Column /
De jeugdboekherinnering van Martijn
De brief voor de koning van Tonke Dragt was een instant hit, toen mijn vader het boek aan mij voorlas. Zoals mijn moeder het vertelt, zat ik gefascineerd (en waarschijnlijk met mijn duim in m’n mond) te luisteren, op schoot bij mijn vader in een grote, met bruine ribstof beklede fauteuil. Het verhaal was ongelofelijk spannend. Ik wilde gedurende de eerste hoofdstukken zó graag dat Tiuri tot ridder geslagen zou worden, de volgende ochtend, dat ik het maar wat stom vond dat hij gehoor gaf aan de oproep van de ridder met het witte schild. Wist ik veel dat het verhaal anders wel heel kort was geworden.
De beschrijving van de tocht door het Grote Gebergte en vooral de wijze lessen van Piak over hoe je het beste kunt lopen in de bergen, waren een bron van inspiratie tijdens de familievakanties in de Alpen. De valstrik in Dangria en de achtervolging door de gemene Slupor waren zenuwslopend. De misleide wraakgevoelens van de Grauwe Ridders en de woestheid van de Rode Ruiters maakten diepe indruk op me.

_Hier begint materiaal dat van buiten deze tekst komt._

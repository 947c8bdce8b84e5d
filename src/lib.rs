//! Atom Physics – a 2D composite rigid-body core.
//!
//! Bodies are rigid aggregates of circular atoms. Each frame the world
//! rebuilds a uniform broad-phase grid, keeps persistent atom contacts alive
//! across frames, resolves them with warm-started sequential impulses
//! (friction first, then the non-penetration row with Baumgarte bias) and
//! splits bodies whose contacts carried too much impulse.
//!
//! ```no_run
//! use atom_physics::{PhysicsWorld, SimulationConfig, Vec2};
//!
//! let mut world = PhysicsWorld::new(SimulationConfig::default()).unwrap();
//! let floor = world.create_body(false);
//! for i in 0..20 {
//!     world.add_atom(floor, Vec2::new(i as f32 * 16.0, 400.0), 8.0, 1.0).unwrap();
//! }
//! let ball = world.create_body(true);
//! world.add_atom(ball, Vec2::new(160.0, 100.0), 8.0, 1.0).unwrap();
//! world.step(1.0);
//! ```

pub mod audio;
pub mod collision;
pub mod config;
pub mod core;
pub mod dynamics;
pub mod error;
pub mod render;
pub mod utils;
pub mod world;

pub use glam::{IVec2, Vec2};

pub use audio::{ImpactSink, PolyphonicImpacts, SilentImpacts};
pub use collision::{
    broadphase::{CollisionGrid, GridEntry, CELL_CAPACITY, GRID_PADDING},
    contact::{AtomContact, ContactSet},
    queries::{Raycast, RaycastHit, RaycastQuery},
};
pub use config::{FractureConfig, GridConfig, SimulationConfig};
pub use crate::core::{
    atom::Atom,
    rigidbody::RigidBody,
    types::{MassProperties, Velocity},
};
pub use dynamics::{
    forces::{AnchorSpring, DragForce, ForceGenerator, ForceRegistry, GravityForce},
    solver::{ContactSolver, ImpactEvent, SolverStepMetrics},
};
pub use error::{PhysicsError, Result};
pub use render::{AtomSprite, CellOverlay, NoopRenderer, RenderSink, RenderSnapshot};
pub use utils::allocator::{Arena, AtomId, BodyId, EntityId};
pub use world::PhysicsWorld;
use crate::{
    core::{atom::Atom, rigidbody::RigidBody},
    utils::allocator::Arena,
};

/// Semi-implicit Euler integration of composite bodies.
#[derive(Debug, Clone)]
pub struct Integrator {
    pub linear_damping: f32,
    pub angular_damping: f32,
}

impl Default for Integrator {
    fn default() -> Self {
        Self::new(0.0, 0.0)
    }
}

impl Integrator {
    pub fn new(linear_damping: f32, angular_damping: f32) -> Self {
        Self {
            linear_damping,
            angular_damping,
        }
    }

    /// Folds atom accelerations into their bodies, turns force and torque
    /// into velocity, then applies damping.
    pub fn integrate_velocities(
        &self,
        bodies: &mut Arena<RigidBody>,
        atoms: &mut Arena<Atom>,
        dt: f32,
    ) {
        for body in bodies.values_mut() {
            body.gather_atom_forces(atoms);
            body.update(dt);
            body.damp(self.linear_damping, self.angular_damping, dt);
        }
    }

    /// Moves every body (and its atoms) by its velocity plus bias velocity,
    /// then drops the bias so position correction never carries over.
    pub fn integrate_positions(
        &self,
        bodies: &mut Arena<RigidBody>,
        atoms: &mut Arena<Atom>,
        dt: f32,
    ) {
        for body in bodies.values_mut() {
            body.update_state(dt, atoms);
            body.clear_bias();
        }
    }
}
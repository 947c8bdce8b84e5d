use log::debug;

use crate::{
    collision::{
        broadphase::CollisionGrid,
        contact::{pair_within_margin, AtomContact, ContactSet, ContactTuning},
    },
    config::SimulationConfig,
    core::{atom::Atom, rigidbody::RigidBody},
    utils::allocator::Arena,
};

/// Contacts created and destroyed by one contact update.
#[derive(Debug, Default, Clone, Copy, PartialEq, Eq)]
pub struct ContactChanges {
    pub created: usize,
    pub destroyed: usize,
}

/// Owns the broad-phase grid and the persistent contact set.
pub struct CollisionManager {
    pub grid: CollisionGrid,
    pub contacts: ContactSet,
    pub persistence_margin: f32,
}

impl CollisionManager {
    pub fn new(config: &SimulationConfig) -> Self {
        Self {
            grid: CollisionGrid::from_config(&config.grid),
            contacts: ContactSet::new(),
            persistence_margin: config.persistence_margin,
        }
    }

    /// Clears the grid and re-inserts every atom at its current position,
    /// caching each atom's home cell. Returns `(dropped, out_of_bounds)`.
    pub fn rebuild_grid(&mut self, atoms: &mut Arena<Atom>) -> (usize, usize) {
        self.grid.clear();
        for (id, atom) in atoms.iter_mut() {
            atom.cell = self.grid.insert(id, atom);
        }
        (self.grid.overflow_count(), self.grid.out_of_bounds_count())
    }

    /// Keeps, warm-starts and refreshes contacts that still pass the margin
    /// test, then creates contacts for new pairs found in the grid.
    pub fn update_contacts(
        &mut self,
        atoms: &Arena<Atom>,
        bodies: &mut Arena<RigidBody>,
        tuning: &ContactTuning,
    ) -> ContactChanges {
        let margin = self.persistence_margin;
        let destroyed = self.contacts.retain(|contact| {
            let (id_a, id_b) = contact.atoms();
            let (Some(a), Some(b)) = (atoms.get(id_a), atoms.get(id_b)) else {
                return false;
            };
            if a.body == b.body || !pair_within_margin(a, b, margin) {
                return false;
            }
            contact.warm_start(atoms, bodies);
            contact.refresh(atoms, bodies, tuning)
        });

        let mut created = 0;
        for (id, atom) in atoms.iter() {
            let atom_moving = bodies.get(atom.body).is_some_and(RigidBody::is_moving);
            for entry in self.grid.query(atom) {
                if entry.atom <= id || entry.body == atom.body {
                    continue;
                }
                let other_moving = bodies.get(entry.body).is_some_and(RigidBody::is_moving);
                if !atom_moving && !other_moving {
                    continue;
                }
                let Some(other) = atoms.get(entry.atom) else {
                    continue;
                };
                if !pair_within_margin(atom, other, margin)
                    || self.contacts.contains(id, entry.atom)
                {
                    continue;
                }

                let mut contact = AtomContact::new(id, entry.atom, atom.body, other.body);
                if contact.refresh(atoms, bodies, tuning) {
                    self.contacts.insert(contact);
                    created += 1;
                }
            }
        }

        if created > 0 || destroyed > 0 {
            debug!(
                "contacts: {} live, {} created, {} destroyed",
                self.contacts.len(),
                created,
                destroyed
            );
        }
        ContactChanges { created, destroyed }
    }
}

Ik was eigenlijk te jong voor de inhoud van het boek, maar dat mocht de pret niet drukken. Ook toen al was mijn fantasie groot en bedacht ik mijn eigen dingen bij de zaken die ik niet helemaal begreep. De eenvoudige namen en symbolen in het boek maakten het in elk geval weer makkelijker. De naam ‘Slupor’ klinkt gluiperig en eng, de Rode Ruiters geven je direct een onheilspellend gevoel, de tegenstelling tussen ridders met witte, rode en zwarte schilden is bijzonder effectief en is ‘Ristridin’ niet de perfecte naam voor een ridder? De avonturen van Tiuri waren het begin van mijn liefde voor ridders en kastelen. En het besef dat sommige keuzes heel grote gevolgen hebben.
En toch is De brief voor de koning niet mijn favoriete jeugdboek. Dat is namelijk Geheimen van het Wilde Woud, het vervolg erop. Het is bedoeld voor dezelfde leeftijdscategorie, maar is een stuk intenser, persoonlijker en heeft meer urgentie en gevaar. Vele jaren heb ik nog gehoopt op een derde deel, maar feitelijk is het een uitstekend tweeluik, dat samen één geheel vormt. Elke keer als ik zelf een ridderverhaal schrijf, een kasteel zie of een zwaard of harnas bekijk, denk ik terug aan die prachtige boeken. Bedankt, Tonke Dragt! En bedankt pap en mam, voor het voorlezen.